То, что я делаю, потрясающе. Я его осязаю: вот мягкая ткань штанов, вот резкая впадинка, на дне которой пролегла прошитая шерстяная нитка, выше, еще впадинка, жарче, его рука касается моих волос, моя рука — его выступающей подвздошной косточки, талию я чувствую всей ладонью жадно. Меня захлестывает, и его язык касается моих губ, умоляя, и это больше, чем я могу вытерпеть.
— Хватит, хватит, хватит, — говорят, чтобы магическое заклинание имело силу, нужно повторить его три раза. Морок сходит, я отступаю, никаких больше перстней, губ и рук, и Немезида сносит мне башку, ты доволен, Саша, мой мальчик?
— Ты доволен?
Он валится на сцену, раскинув руки, и издает полный счастья короткий вскрик.
— Я самый несчастный человек на свете. Мне хочется еще. Мне хочется еще, и еще, и еще, я как будто увидел… настоящесть.
«Я тоже, — думаю я, готовый за ненадобностью выплюнуть сердце, оно свое уже отработало, измочалилось, — я тоже».

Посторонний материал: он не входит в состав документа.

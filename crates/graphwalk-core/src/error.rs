//! Error types and exit codes for graphwalk
//!
//! Exit codes:
//! - 0: Success
//! - 1: Generic failure (I/O, heap contract violations)
//! - 2: Usage error (bad flags/args, source vertex out of range)
//! - 3: Data error (malformed graph description, bad config)

mod macros;

use thiserror::Error;

/// Exit codes for the graphwalk binary
#[derive(Debug, Clone, Copy, PartialEq, Eq)]
pub enum ExitCode {
    /// Success (0)
    Success = 0,
    /// Generic failure (1)
    Failure = 1,
    /// Usage error - bad flags/args (2)
    Usage = 2,
    /// Data error - malformed graph input (3)
    Data = 3,
}

impl From<ExitCode> for i32 {
    fn from(code: ExitCode) -> i32 {
        code as i32
    }
}

/// Errors that can occur while loading a graph or running an algorithm over it
#[derive(Error, Debug)]
pub enum GraphError {
    // Data errors (exit code 3)
    #[error("malformed graph at line {line}: {reason}")]
    Format { line: usize, reason: String },

    // Usage errors (exit code 2)
    #[error("vertex {vertex} is out of range (graph has vertices 1..={vertex_count})")]
    InvalidVertex { vertex: usize, vertex_count: usize },

    #[error("{0}")]
    UsageError(String),

    #[error("invalid {context}: {value}")]
    InvalidValue { context: String, value: String },

    // Heap contract violations (exit code 1). Reaching one of these means
    // an algorithm drove the heap incorrectly.
    #[error("extract-min called on an empty heap")]
    EmptyHeap,

    #[error("vertex {vertex} is already queued")]
    AlreadyQueued { vertex: usize },

    #[error("vertex {vertex} is not queued")]
    NotQueued { vertex: usize },

    #[error("vertex {vertex} exceeds heap capacity {capacity}")]
    VertexOutOfRange { vertex: usize, capacity: usize },

    #[error("key slice of length {len} cannot cover heap capacity {capacity}")]
    KeysTooShort { len: usize, capacity: usize },

    // Generic failures (exit code 1)
    #[error("IO error: {0}")]
    Io(#[from] std::io::Error),

    #[error("TOML error: {0}")]
    Toml(#[from] toml::de::Error),

    #[error("JSON error: {0}")]
    Json(#[from] serde_json::Error),

    #[error("{0}")]
    Other(String),
}

impl GraphError {
    /// Create a format error for a given 1-based input line
    pub fn format(line: usize, reason: impl Into<String>) -> Self {
        GraphError::Format {
            line,
            reason: reason.into(),
        }
    }

    /// Create an error for a vertex outside `1..=vertex_count`
    pub fn invalid_vertex(vertex: usize, vertex_count: usize) -> Self {
        GraphError::InvalidVertex {
            vertex,
            vertex_count,
        }
    }

    /// Create an error for an invalid value or configuration
    pub fn invalid_value(context: &str, value: impl std::fmt::Display) -> Self {
        GraphError::InvalidValue {
            context: context.to_string(),
            value: value.to_string(),
        }
    }

    /// Get the appropriate exit code for this error
    pub fn exit_code(&self) -> ExitCode {
        match self {
            GraphError::InvalidVertex { .. }
            | GraphError::UsageError(_)
            | GraphError::InvalidValue { .. } => ExitCode::Usage,

            GraphError::Format { .. } | GraphError::Toml(_) => ExitCode::Data,

            GraphError::EmptyHeap
            | GraphError::AlreadyQueued { .. }
            | GraphError::NotQueued { .. }
            | GraphError::VertexOutOfRange { .. }
            | GraphError::KeysTooShort { .. }
            | GraphError::Io(_)
            | GraphError::Json(_)
            | GraphError::Other(_) => ExitCode::Failure,
        }
    }

    /// Get the error type identifier
    pub fn error_type(&self) -> &'static str {
        match self {
            GraphError::Format { .. } => "graph_format",
            GraphError::InvalidVertex { .. } => "invalid_vertex",
            GraphError::UsageError(_) => "usage_error",
            GraphError::InvalidValue { .. } => "invalid_value",
            GraphError::EmptyHeap => "empty_heap",
            GraphError::AlreadyQueued { .. } => "already_queued",
            GraphError::NotQueued { .. } => "not_queued",
            GraphError::VertexOutOfRange { .. } => "vertex_out_of_range",
            GraphError::KeysTooShort { .. } => "keys_too_short",
            GraphError::Io(_) => "io_error",
            GraphError::Toml(_) => "toml_error",
            GraphError::Json(_) => "json_error",
            GraphError::Other(_) => "other",
        }
    }

    /// Convert error to JSON representation for structured error output.
    pub fn to_json(&self) -> serde_json::Value {
        let mut error_obj = serde_json::json!({
            "code": self.exit_code() as i32,
            "type": self.error_type(),
            "message": self.to_string(),
        });

        match self {
            GraphError::Format { line, .. } => {
                error_obj["line"] = serde_json::json!(line);
            }
            GraphError::InvalidVertex {
                vertex,
                vertex_count,
            } => {
                error_obj["vertex"] = serde_json::json!(vertex);
                error_obj["vertex_count"] = serde_json::json!(vertex_count);
            }
            _ => {}
        }

        serde_json::json!({ "error": error_obj })
    }
}

/// Result type alias for graphwalk operations
pub type Result<T> = std::result::Result<T, GraphError>;

#[cfg(test)]
mod tests {
    use super::*;

    #[test]
    fn test_exit_codes() {
        assert_eq!(GraphError::format(2, "bad").exit_code(), ExitCode::Data);
        assert_eq!(
            GraphError::invalid_vertex(7, 5).exit_code(),
            ExitCode::Usage
        );
        assert_eq!(GraphError::EmptyHeap.exit_code(), ExitCode::Failure);
        assert_eq!(i32::from(ExitCode::Data), 3);
    }

    #[test]
    fn test_format_error_message_names_line() {
        let err = GraphError::format(4, "expected 3 fields, found 2");
        assert_eq!(
            err.to_string(),
            "malformed graph at line 4: expected 3 fields, found 2"
        );
    }

    #[test]
    fn test_invalid_vertex_message() {
        let err = GraphError::invalid_vertex(7, 5);
        assert_eq!(
            err.to_string(),
            "vertex 7 is out of range (graph has vertices 1..=5)"
        );
    }

    #[test]
    fn test_to_json_envelope() {
        let json = GraphError::format(3, "negative weight").to_json();
        assert_eq!(json["error"]["code"], 3);
        assert_eq!(json["error"]["type"], "graph_format");
        assert_eq!(json["error"]["line"], 3);

        let json = GraphError::invalid_vertex(7, 5).to_json();
        assert_eq!(json["error"]["vertex"], 7);
        assert_eq!(json["error"]["vertex_count"], 5);
    }
}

Из-за стекла в рубке я бросаю на него, распластанного по сцене, последний взгляд, и лишаю зал света. Все гаснет, передо мной открывается огромное мертвое море пустоты.
В полутьме и тишине пустого театра я иду к себе в кабинет как на плаху, уверенный в скором конце. Бежать некуда и отступать поздно, он все равно придет. Когда я вхожу, ветер приветственно хлопает рамой открытой форточки, сносит со стола нервный лист, и хлынет обратно, когда я закрываю дверь. Под окнами шинами шелестит Тверская, и синеватую мглу кабинета разбивает свет фонаря, и летают по стенам отблески фар, а я вдруг понимаю, что кабинет лишен пыльного запаха зимы и полон холодным весенним флером.
Его брошенная в беспорядке одежда валяется кучей на стуле возле моего стола. Его забытый у меня на столе телефон высвечивает еще один пропущенный.
Минуту до его прихода я стою истуканом, потом кидаюсь к окну, закрываю форточку, поднимаю бумагу, но щелчок замка действует на меня завораживающе, и я встаю посреди кабинета с бумажкой в руке, и в голове несется только «что он скажет, что, что он», и линия пульса ровная.
Саша не говорит ничего, Саша касается рукой в митенке моего лица, и я хочу к ней прильнуть.
«Тварь я дрожащая… или разумная… или трусливая» — думаю я, крепко вцепившись в его запястье.
— Мне сложно… Так нельзя. Просто нельзя, — дробь глупых, неуместных, стыдных фраз.
— Сегодня ты выбираешь не быть?
Саша смотрит, усмехаясь презрительно, а мне обидно: из нас двоих я впрягся в роль разумной и трусливой твари, в кои-то веки, наконец… а вместо похвалы я получаю град молчаливых упреков.
И я решаю быть — это импульс — я решаю быть назло, быть мерзким, я решаю быть смелым, я хочу броситься в это чувство, в это черное море, я хочу пустить все под откос, хочу посмотреть, что получится, достичь конца, развязки, эпилога.
Прижимая его к себе, как последнее в мире сокровище, я слепо гляжу в мглистый сумрак живой Тверской и прямо здесь и прямо сейчас собираюсь в кого-то нового, с другим, большим и сильным сердцем, полным свободы.